As projected, the Highway stretches 2,079 kilometers from Aparri in Cagayan to Davao City in Mindanao. It will tunnel across mountains, skirt crowded cities through complex interchanges and hop across channels via bridges and ferries. Only 36 kilometers of new roads will be built in addition to four major strait crossings. Already operational are 2,043 kilometers of existing roads which will form part of the Pan-Philippine Highway.

The classification of these roads by surface-type is as follows:

1. Paved with asphalt and concrete 842 kms.
2. Macadam 1,185 kms
3. Earth roads 16 kms.
Total 2,043 kms.

Public Works Secretary Abad reported these existing roads are now being improved.

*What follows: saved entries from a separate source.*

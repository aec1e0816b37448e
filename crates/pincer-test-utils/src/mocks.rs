//! Mock implementations of the collaborator traits for testing.

use nalgebra::{Isometry3, Matrix4};
use pincer_core::traits::{LinkPoseSink, RootPlacementSink};

// ---------------------------------------------------------------------------
// RecordingSink
// ---------------------------------------------------------------------------

/// One call received by a [`RecordingSink`].
#[derive(Debug, Clone, PartialEq)]
pub enum SinkEvent {
    LocalPose {
        name: String,
        pose: Isometry3<f32>,
    },
    RootTransform {
        name: String,
        transform: Matrix4<f32>,
    },
}

/// Records every pose and placement pushed into it, in call order.
#[derive(Debug, Clone, Default)]
pub struct RecordingSink {
    pub events: Vec<SinkEvent>,
}

impl RecordingSink {
    pub fn new() -> Self {
        Self::default()
    }

    /// Most recent local pose received for `name`.
    pub fn last_local(&self, name: &str) -> Option<&Isometry3<f32>> {
        self.events.iter().rev().find_map(|e| match e {
            SinkEvent::LocalPose { name: n, pose } if n == name => Some(pose),
            _ => None,
        })
    }

    /// Most recent root transform received for `name`.
    pub fn last_root(&self, name: &str) -> Option<&Matrix4<f32>> {
        self.events.iter().rev().find_map(|e| match e {
            SinkEvent::RootTransform { name: n, transform } if n == name => Some(transform),
            _ => None,
        })
    }

    /// Link names in the order their poses arrived.
    pub fn local_names(&self) -> Vec<&str> {
        self.events
            .iter()
            .filter_map(|e| match e {
                SinkEvent::LocalPose { name, .. } => Some(name.as_str()),
                SinkEvent::RootTransform { .. } => None,
            })
            .collect()
    }

    pub fn clear(&mut self) {
        self.events.clear();
    }
}

impl LinkPoseSink for RecordingSink {
    fn set_local_pose(&mut self, name: &str, pose: &Isometry3<f32>) {
        self.events.push(SinkEvent::LocalPose {
            name: name.to_owned(),
            pose: *pose,
        });
    }
}

impl RootPlacementSink for RecordingSink {
    fn set_root_transform(&mut self, name: &str, transform: &Matrix4<f32>) {
        self.events.push(SinkEvent::RootTransform {
            name: name.to_owned(),
            transform: *transform,
        });
    }
}

// ---------------------------------------------------------------------------
// Tests
// ---------------------------------------------------------------------------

This improvement program calls for concreting and widening of the main national roads, cutting of diversion routes on circuituous portions and replacement of temporary bridges with permanent ones all the way.

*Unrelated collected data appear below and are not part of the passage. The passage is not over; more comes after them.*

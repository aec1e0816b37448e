//! Bevy entity spawning from a [`LinkageModel`].
//!
//! Creates a holder entity for the placement and one child entity per link,
//! nested the same way as the link tree.

use std::collections::HashMap;

use bevy::prelude::*;
use nalgebra::{Isometry3, Matrix4};

use pincer_linkage::LinkageModel;

// ---------------------------------------------------------------------------
// Components
// ---------------------------------------------------------------------------

/// Component storing the link name on a link entity.
#[derive(Component, Clone, Debug)]
pub struct LinkName(pub String);

/// Marker for the holder entity that receives the placement transform.
#[derive(Component, Clone, Copy, Debug, Default)]
pub struct GripperRoot;

// ---------------------------------------------------------------------------
// SpawnedGripper
// ---------------------------------------------------------------------------

/// Result of spawning a gripper: the holder plus link name to entity.
#[derive(Debug, Clone)]
pub struct SpawnedGripper {
    /// Name given to the holder entity.
    pub name: String,
    /// Holder entity, parent of the base link.
    pub root: Entity,
    /// Map from link name to the spawned entity.
    pub links: HashMap<String, Entity>,
}

impl SpawnedGripper {
    /// Get the entity for a link by name.
    pub fn link_entity(&self, name: &str) -> Option<Entity> {
        self.links.get(name).copied()
    }

    pub fn link_count(&self) -> usize {
        self.links.len()
    }
}

// ---------------------------------------------------------------------------
// spawn_gripper
// ---------------------------------------------------------------------------

/// Spawn the holder and link entities for `model`.
///
/// Each link entity gets [`Name`], [`LinkName`] and a [`Transform`] set from
/// the link's current local pose. The holder gets [`GripperRoot`] and an
/// identity transform.
pub fn spawn_gripper(world: &mut World, model: &LinkageModel, name: &str) -> SpawnedGripper {
    let root = world
        .spawn((Name::new(name.to_owned()), GripperRoot, Transform::IDENTITY))
        .id();

    let tree = model.hierarchy();
    let mut entities: Vec<Entity> = Vec::with_capacity(tree.len());
    let mut links = HashMap::with_capacity(tree.len());

    for (_, link) in tree.iter() {
        let entity = world
            .spawn((
                Name::new(link.name().to_owned()),
                LinkName(link.name().to_owned()),
                isometry_to_transform(&link.local_pose()),
            ))
            .id();
        // Arena order guarantees the parent entity already exists.
        let parent = link.parent().map_or(root, |p| entities[p.index()]);
        world.entity_mut(parent).add_child(entity);
        entities.push(entity);
        links.insert(link.name().to_owned(), entity);
    }

    SpawnedGripper {
        name: name.to_owned(),
        root,
        links,
    }
}

// ---------------------------------------------------------------------------
// Conversions
// ---------------------------------------------------------------------------

/// nalgebra isometry to a unit-scale Bevy transform.
pub fn isometry_to_transform(pose: &Isometry3<f32>) -> Transform {
    let t = pose.translation.vector;
    let q = pose.rotation;
    Transform {
        translation: Vec3::new(t.x, t.y, t.z),
        rotation: Quat::from_xyzw(q.i, q.j, q.k, q.w),
        scale: Vec3::ONE,
    }
}

/// Column-major nalgebra matrix to a Bevy transform.
pub fn matrix_to_transform(m: &Matrix4<f32>) -> Transform {
    Transform::from_matrix(Mat4::from_cols_slice(m.as_slice()))
}

// ---------------------------------------------------------------------------
// Tests
// ---------------------------------------------------------------------------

In the interim, 24 vital portions which will eventually connect the Highway through Luzon, Visayas and Mindanao, will be built by private contractors as provided for by Republic Act 3741, otherwise known as the Private Financing Law.

These portions represent bridges, exchanges, ferry services and stretches of roads. Bids for their construction will be advertised starting October and the latest deadline will be on March 4, 1966.

Under the law, private contractors will get back their investments plus interest through a system of tolls sanctioned by the government. The law also provides that maintenance and repair of these projects will be undertaken by the private contractors and that these expenses will be deducted from the income of the project.

It is further provided by law that the net will first be applied to the interest of 12 per cent per annum and then to the capital until the project is fully paid for.

Secretary Abad’s optimism over the early completion of the highway is based on the fact that numerous contractors and financing groups—Filipinos and foreigners—have sent in written inquiries.

The President, together with the First Lady, Mrs. Evangelina M. Macapagal, motors to Camp Crame, Quezon City to attend the celebration of the 64th anniversary of the Philippine Constabulary.

He delivers the main address at the end of the morning celebration, while Mrs. Macapagal officiates at the corner-stone laying for a proposed PC station Hospital and at the unveiling of the monument of Brig. Gen. Rafael Crame, first Filipino chief of constabulary.

Leaving the Palace at 9 a.m., the President is greeted with a 21-gun salute on entering the PC headquarters compound. A company of the PC and contingents of ROTC cadets render military honors to the Commander-in-Chief in front of the imposing PC headquarters building.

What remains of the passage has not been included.